At this point, John was desperate to see the trip through and asked if there was anything he could do to keep the project in motion. The principal investigator agreed that if both John and the geneticist decided to stay, he would trust them to collect the necessary data. The geneticist responded that he would stay if John did, to which John immediately responded, “Yes! I’m ready for this challenge!”

Seeing It Through

Finally starting the expedition, John and the geneticist loaded all their gear into the 16-foot-long boat of their Inuktitut guide, who had struck a deal with the Smithsonian Institution to provide a narwhal for research purposes. Since the Inuktitut people are one of only two groups in the world that can legally hunt narwhals, their generosity proved vital for the expedition’s success. For two or three weeks, the men spent each day on the boat looking for a narwhal before returning to shore and camping along the Baffin Bay archipelago.
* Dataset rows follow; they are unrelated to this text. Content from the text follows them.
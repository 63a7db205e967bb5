//! Open files and directories, and their metadata.

use std::io::{self, Read, Seek, SeekFrom};
use std::sync::Arc;

use camino::Utf8PathBuf;
use chrono::NaiveDateTime;

use crate::archive::{Entry, SharedSource};
use crate::result::*;
use crate::source::SectionReader;

/// What `stat` says about a file or directory
#[derive(Debug, Clone, PartialEq, Eq)]
pub struct FileInfo {
    name: String,
    size: u64,
    modified: NaiveDateTime,
    mode: u32,
    is_dir: bool,
}

impl FileInfo {
    /// Describes an archive entry under the given (base) name.
    pub(crate) fn from_entry(entry: &Entry, name: &str) -> Self {
        let is_dir = entry.is_dir();
        Self {
            name: name.to_owned(),
            size: if is_dir { 0 } else { entry.size },
            modified: entry.last_modified,
            mode: entry.permissions(),
            is_dir,
        }
    }

    /// Describes a directory that has no entry of its own in the archive.
    pub(crate) fn synthetic_dir(name: &str, modified: NaiveDateTime, mode: u32) -> Self {
        Self {
            name: name.to_owned(),
            size: 0,
            modified,
            mode,
            is_dir: true,
        }
    }

    pub(crate) fn renamed(&self, name: &str) -> Self {
        Self {
            name: name.to_owned(),
            ..self.clone()
        }
    }

    /// Base name of the file, or `/` for the root
    pub fn name(&self) -> &str {
        &self.name
    }

    /// Uncompressed size in bytes (0 for directories)
    pub fn size(&self) -> u64 {
        self.size
    }

    pub fn modified(&self) -> NaiveDateTime {
        self.modified
    }

    /// Unix-style permission bits
    pub fn mode(&self) -> u32 {
        self.mode
    }

    pub fn is_dir(&self) -> bool {
        self.is_dir
    }
}

/// A file or directory opened from a [`ZipFileSystem`].
///
/// [`ZipFileSystem`]: ../fs/struct.ZipFileSystem.html
pub enum File {
    /// A stored (uncompressed) file read straight out of the source
    Seekable(SeekableFile),
    /// A file decompressed on the fly, front to back
    Stream(StreamFile),
    Directory(DirHandle),
}

impl File {
    pub fn stat(&self) -> FileInfo {
        match self {
            File::Seekable(f) => f.info.clone(),
            File::Stream(f) => f.info.clone(),
            File::Directory(d) => d.info.clone(),
        }
    }

    /// Full path the file was opened with
    pub fn path(&self) -> &Utf8PathBuf {
        match self {
            File::Seekable(f) => &f.path,
            File::Stream(f) => &f.path,
            File::Directory(d) => &d.path,
        }
    }

    pub fn is_dir(&self) -> bool {
        matches!(self, File::Directory(_))
    }

    /// Lists up to `count` more directory entries,
    /// or all that remain if `count` is zero or negative.
    ///
    /// Each call picks up where the last left off;
    /// an empty list means the listing is finished.
    pub fn read_dir(&mut self, count: isize) -> ZipResult<Vec<FileInfo>> {
        match self {
            File::Directory(d) => Ok(d.read_dir(count)),
            other => Err(ZipError::NotADirectory(other.path().clone())),
        }
    }

    /// Closes the file.
    ///
    /// Dropping does the same; this is just for symmetry with `open`.
    pub fn close(self) -> ZipResult<()> {
        Ok(())
    }
}

impl Read for File {
    fn read(&mut self, buf: &mut [u8]) -> io::Result<usize> {
        match self {
            File::Seekable(f) => f.section.read(buf),
            File::Stream(f) => f.reader.read(buf),
            File::Directory(d) => Err(ZipError::NotAFile(d.path.clone()).into()),
        }
    }
}

impl Seek for File {
    fn seek(&mut self, pos: SeekFrom) -> io::Result<u64> {
        match self {
            File::Seekable(f) => f.section.seek(pos),
            File::Stream(f) => Err(ZipError::SeekUnsupported(f.path.clone()).into()),
            File::Directory(d) => Err(ZipError::NotAFile(d.path.clone()).into()),
        }
    }
}

impl std::fmt::Debug for File {
    fn fmt(&self, f: &mut std::fmt::Formatter<'_>) -> std::fmt::Result {
        let kind = match self {
            File::Seekable(_) => "Seekable",
            File::Stream(_) => "Stream",
            File::Directory(_) => "Directory",
        };
        f.debug_struct("File")
            .field("kind", &kind)
            .field("path", self.path())
            .finish()
    }
}

/// A stored file backed directly by the archive's source.
pub struct SeekableFile {
    pub(crate) path: Utf8PathBuf,
    pub(crate) info: FileInfo,
    pub(crate) section: SectionReader<SharedSource>,
}

/// A file read through its decompressor.
pub struct StreamFile {
    pub(crate) path: Utf8PathBuf,
    pub(crate) info: FileInfo,
    pub(crate) reader: Box<dyn Read + Send>,
}

/// An open directory and how far through its listing we've gotten.
///
/// Every `open()` gets its own cursor; the listing itself is shared.
#[derive(Debug, Clone)]
pub struct DirHandle {
    pub(crate) path: Utf8PathBuf,
    pub(crate) info: FileInfo,
    pub(crate) children: Arc<[FileInfo]>,
    pub(crate) position: usize,
}

impl DirHandle {
    pub(crate) fn new(path: Utf8PathBuf, info: FileInfo, children: Arc<[FileInfo]>) -> Self {
        Self {
            path,
            info,
            children,
            position: 0,
        }
    }

    fn read_dir(&mut self, count: isize) -> Vec<FileInfo> {
        let remaining = &self.children[self.position..];
        let take = if count <= 0 {
            remaining.len()
        } else {
            remaining.len().min(count as usize)
        };
        self.position += take;
        remaining[..take].to_vec()
    }

    /// Entries not yet listed
    pub fn remaining(&self) -> usize {
        self.children.len() - self.position
    }
}

impl Iterator for DirHandle {
    type Item = FileInfo;

    fn next(&mut self) -> Option<Self::Item> {
        let next = self.children.get(self.position)?.clone();
        self.position += 1;
        Some(next)
    }
}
“It was one of the most incredible experiences of my life because I really saw how devastating nature can be without the proper preparation. It was freezing cold and our guide had to navigate us through a maze of sea ice. It was really transformative being in such a raw natural environment like that,” John said.

Finally, on August 8, 2015, their guide successfully caught their narwhal. Now the resident anatomist, John opened up the team’s nitrogen freezer and got to work taking measurements and organ and tissue samples.

Before that day, the largest thing John had dissected was a sea lion for class. Now he would have to perform a field dissection on a two-ton narwhal, about 20 feet long, entirely on his own. Additionally, John recalled, “It was during an extremely heavy rainstorm, so I was standing in about two feet of sea water in the freezing Arctic. Looking back, it was one of the best and worst nights of my life.”

After spending the night (from 7:00 p.m. – 3:30 a.m. the next day) shivering in the frigid water, John had finished collecting samples. “When it was over, the geneticist turned to me and said, ‘Without you on this trip, I don’t know what we would have done.’ That meant a lot,” John said.

¹Making History

Once the expedition was finished, all the samples along with the skeleton were sent back to the Smithsonian in Washington, D.C., where the principal investigator would pick up with the analysis. The museum would later go on to build an exhibit about the expedition and research findings,¹ and ask John to write a chapter for the accompanying book.

Linking this success back to the adventure’s beginning, John said, “The Boy Scout motto is ‘Be prepared,’ and on this trip, I had to be prepared for everything because a lot of curve balls were thrown my way. It was not what I expected, but the experience sparked really great personal development. After that, I feel better prepared to handle any unexpected challenges.”

1. “Narwhal: Revealing an Arctic Legend” is a temporary exhibit at the Museum of National History in Washington, D.C. If you have the opportunity, catch it before it closes on January 5, 2020!